┏━━

use std::fmt;

/// Result type for gdbmi-types operations
pub type Result<T> = std::result::Result<T, Error>;

/// Error types that can occur in the types layer
#[derive(Debug, Clone, PartialEq, Eq)]
pub enum Error {
    /// Breakpoint number is neither "N" nor "N.M"
    InvalidBreakpointId(String),

    /// Execution command outside the supported set
    UnknownExecCommand(String),

    /// Breakpoint location given neither as file+line nor as a function
    InvalidLocation(String),
}

impl fmt::Display for Error {
    fn fmt(&self, f: &mut fmt::Formatter<'_>) -> fmt::Result {
        match self {
            Error::InvalidBreakpointId(raw) => write!(f, "Invalid breakpoint number: {}", raw),
            Error::UnknownExecCommand(cmd) => write!(f, "Unknown exec command: {}", cmd),
            Error::InvalidLocation(msg) => write!(f, "Invalid breakpoint location: {}", msg),
        }
    }
}

impl std::error::Error for Error {}
//! Host Tests
//!
//! The editor-facing surface: named sessions, breakpoint toggling and
//! exec commands by name.

use anyhow::Result;
use gdbmi_runtime::{BreakSwitch, Error, GdbConfig};
use gdbmi_testing::TestWorld;
use gdbmi_testing::fixtures::BKPT_DONE_BODY;
use gdbmi_types::BreakpointId;

#[tokio::test]
async fn test_breakswitch_toggles_breakpoint() -> Result<()> {
    // Given: a host with one attached session
    let world = TestWorld::new()?;
    let mut host = world.host();
    let mut gdb = world.attach(&mut host, "main")?;

    // When: toggling an empty line
    let (switched, answered) = tokio::join!(host.breakswitch("main", "/t/a.c", 7), async {
        let token = gdb.expect_command("-break-insert /t/a.c:7").await?;
        gdb.respond(token, BKPT_DONE_BODY).await
    });
    answered?;

    // Then: a breakpoint is inserted
    assert_eq!(switched?, BreakSwitch::Inserted(BreakpointId::new(1)));

    // When: toggling the same line again
    let (switched, answered) = tokio::join!(host.breakswitch("main", "/t/a.c", 7), async {
        let token = gdb.expect_command("-break-delete 1").await?;
        gdb.respond(token, "^done").await
    });
    answered?;

    // Then: it is deleted
    assert_eq!(switched?, BreakSwitch::Deleted(BreakpointId::new(1)));
    host.shutdown().await?;
    Ok(())
}

#[tokio::test]
async fn test_exec_by_name() -> Result<()> {
    let world = TestWorld::new()?;
    let mut host = world.host();
    let mut gdb = world.attach(&mut host, "main")?;

    host.exec("main", "step-instruction", &[]).await?;
    gdb.expect_command("-exec-step-instruction").await?;

    let unknown = host.exec("main", "jump", &[]).await;
    assert!(matches!(unknown, Err(Error::InvalidArgument(_))));
    Ok(())
}

#[tokio::test]
async fn test_display_registers_on_session() -> Result<()> {
    let world = TestWorld::new()?;
    let mut host = world.host();
    let _gdb = world.attach(&mut host, "main")?;

    assert!(host.display("main", "argc").await?);
    assert!(!host.display("main", "argc").await?);
    assert_eq!(host.session("main")?.displays().await?, vec!["argc"]);
    Ok(())
}

#[tokio::test]
async fn test_session_names_are_unique() -> Result<()> {
    let world = TestWorld::new()?;
    let mut host = world.host();
    let _main = world.attach(&mut host, "main")?;
    let _other = world.attach(&mut host, "other")?;

    assert!(matches!(
        world.attach(&mut host, "main"),
        Err(err) if err.to_string().contains("main")
    ));
    assert_eq!(host.names(), vec!["main", "other"]);

    host.stop("other").await?;
    assert_eq!(host.names(), vec!["main"]);
    assert!(matches!(
        host.stop("other").await,
        Err(Error::UnknownSession(_))
    ));
    assert!(matches!(
        host.breakswitch("other", "a.c", 1).await,
        Err(Error::UnknownSession(_))
    ));
    Ok(())
}

#[tokio::test]
async fn test_start_requires_debuggee() -> Result<()> {
    let world = TestWorld::new()?;
    let mut host = world.host();

    assert!(matches!(
        host.start("main", &[]).await,
        Err(Error::InvalidArgument(_))
    ));
    Ok(())
}

#[tokio::test]
async fn test_redirect_inferior_uses_configured_tty() -> Result<()> {
    // Given: a host with the default configuration
    let world = TestWorld::new()?;
    let mut host = world.host();
    let mut gdb = world.attach(&mut host, "main")?;

    // When: redirecting the debuggee terminal
    let token = host.redirect_inferior("main").await?;

    // Then: gdb is told to use /dev/null
    assert_eq!(gdb.expect_command("-inferior-tty-set /dev/null").await?, token.unwrap());
    Ok(())
}

#[tokio::test]
async fn test_redirect_inferior_skipped_without_tty() -> Result<()> {
    // Given: a host configured to leave the terminal inherited
    let world = TestWorld::new()?.with_gdb_config(GdbConfig {
        inferior_tty: String::new(),
        ..GdbConfig::default()
    });
    let mut host = world.host();
    let mut gdb = world.attach(&mut host, "main")?;

    // When: redirecting
    let token = host.redirect_inferior("main").await?;

    // Then: nothing is sent before the next command
    assert_eq!(token, None);
    let session = host.session("main")?.clone();
    gdb.sync(&session).await?;
    Ok(())
}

┗━━

▶ _Task instructions_: Go through the material above line by line and copy it exactly.

▶ _Exercise result_:
use std::fmt;

/// Result type for gdbmi-types operations
pub type Result<T> = std::result::Result<T, Error>;

/// Error types that can occur in the types layer
#[derive(Debug, Clone, PartialEq, Eq)]
pub enum Error {
    /// Breakpoint number is neither "N" nor "N.M"
    InvalidBreakpointId(String),

    /// Execution command outside the supported set
    UnknownExecCommand(String),

    /// Breakpoint location given neither as file+line nor as a function
    InvalidLocation(String),
}

impl fmt::Display for Error {
    fn fmt(&self, f: &mut fmt::Formatter<'_>) -> fmt::Result {
        match self {
            Error::InvalidBreakpointId(raw) => write!(f, "Invalid breakpoint number: {}", raw),
            Error::UnknownExecCommand(cmd) => write!(f, "Unknown exec command: {}", cmd),
            Error::InvalidLocation(msg) => write!(f, "Invalid breakpoint location: {}", msg),
        }
    }
}

impl std::error::Error for Error {}
//! Host Tests
//!
//! The editor-facing surface: named sessions, breakpoint toggling and
//! exec commands by name.

use anyhow::Result;
use gdbmi_runtime::{BreakSwitch, Error, GdbConfig};
use gdbmi_testing::TestWorld;
use gdbmi_testing::fixtures::BKPT_DONE_BODY;
use gdbmi_types::BreakpointId;

#[tokio::test]
async fn test_breakswitch_toggles_breakpoint() -> Result<()> {
    // Given: a host with one attached session
    let world = TestWorld::new()?;
    let mut host = world.host();
    let mut gdb = world.attach(&mut host, "main")?;

    // When: toggling an empty line
    let (switched, answered) = tokio::join!(host.breakswitch("main", "/t/a.c", 7), async {
        let token = gdb.expect_command("-break-insert /t/a.c:7").await?;
        gdb.respond(token, BKPT_DONE_BODY).await
    });
    answered?;

    // Then: a breakpoint is inserted
    assert_eq!(switched?, BreakSwitch::Inserted(BreakpointId::new(1)));

    // When: toggling the same line again
    let (switched, answered) = tokio::join!(host.breakswitch("main", "/t/a.c", 7), async {
        let token = gdb.expect_command("-break-delete 1").await?;
        gdb.respond(token, "^done").await
    });
    answered?;

    // Then: it is deleted
    assert_eq!(switched?, BreakSwitch::Deleted(BreakpointId::new(1)));
    host.shutdown().await?;
    Ok(())
}

#[tokio::test]
async fn test_exec_by_name() -> Result<()> {
    let world = TestWorld::new()?;
    let mut host = world.host();
    let mut gdb = world.attach(&mut host, "main")?;

    host.exec("main", "step-instruction", &[]).await?;
    gdb.expect_command("-exec-step-instruction").await?;

    let unknown = host.exec("main", "jump", &[]).await;
    assert!(matches!(unknown, Err(Error::InvalidArgument(_))));
    Ok(())
}

#[tokio::test]
async fn test_display_registers_on_session() -> Result<()> {
    let world = TestWorld::new()?;
    let mut host = world.host();
    let _gdb = world.attach(&mut host, "main")?;

    assert!(host.display("main", "argc").await?);
    assert!(!host.display("main", "argc").await?);
    assert_eq!(host.session("main")?.displays().await?, vec!["argc"]);
    Ok(())
}

#[tokio::test]
async fn test_session_names_are_unique() -> Result<()> {
    let world = TestWorld::new()?;
    let mut host = world.host();
    let _main = world.attach(&mut host, "main")?;
    let _other = world.attach(&mut host, "other")?;

    assert!(matches!(
        world.attach(&mut host, "main"),
        Err(err) if err.to_string().contains("main")
    ));
    assert_eq!(host.names(), vec!["main", "other"]);

    host.stop("other").await?;
    assert_eq!(host.names(), vec!["main"]);
    assert!(matches!(
        host.stop("other").await,
        Err(Error::UnknownSession(_))
    ));
    assert!(matches!(
        host.breakswitch("other", "a.c", 1).await,
        Err(Error::UnknownSession(_))
    ));
    Ok(())
}

#[tokio::test]
async fn test_start_requires_debuggee() -> Result<()> {
    let world = TestWorld::new()?;
    let mut host = world.host();

    assert!(matches!(
        host.start("main", &[]).await,
        Err(Error::InvalidArgument(_))
    ));
    Ok(())
}

#[tokio::test]
async fn test_redirect_inferior_uses_configured_tty() -> Result<()> {
    // Given: a host with the default configuration
    let world = TestWorld::new()?;
    let mut host = world.host();
    let mut gdb = world.attach(&mut host, "main")?;

    // When: redirecting the debuggee terminal
    let token = host.redirect_inferior("main").await?;

    // Then: gdb is told to use /dev/null
    assert_eq!(gdb.expect_command("-inferior-tty-set /dev/null").await?, token.unwrap());
    Ok(())
}

#[tokio::test]
async fn test_redirect_inferior_skipped_without_tty() -> Result<()> {
    // Given: a host configured to leave the terminal inherited
    let world = TestWorld::new()?.with_gdb_config(GdbConfig {
        inferior_tty: String::new(),
        ..GdbConfig::default()
    });
    let mut host = world.host();
    let mut gdb = world.attach(&mut host, "main")?;

    // When: redirecting
    let token = host.redirect_inferior("main").await?;

    // Then: nothing is sent before the next command
    assert_eq!(token, None);
    let session = host.session("main")?.clone();
    gdb.sync(&session).await?;
    Ok(())
}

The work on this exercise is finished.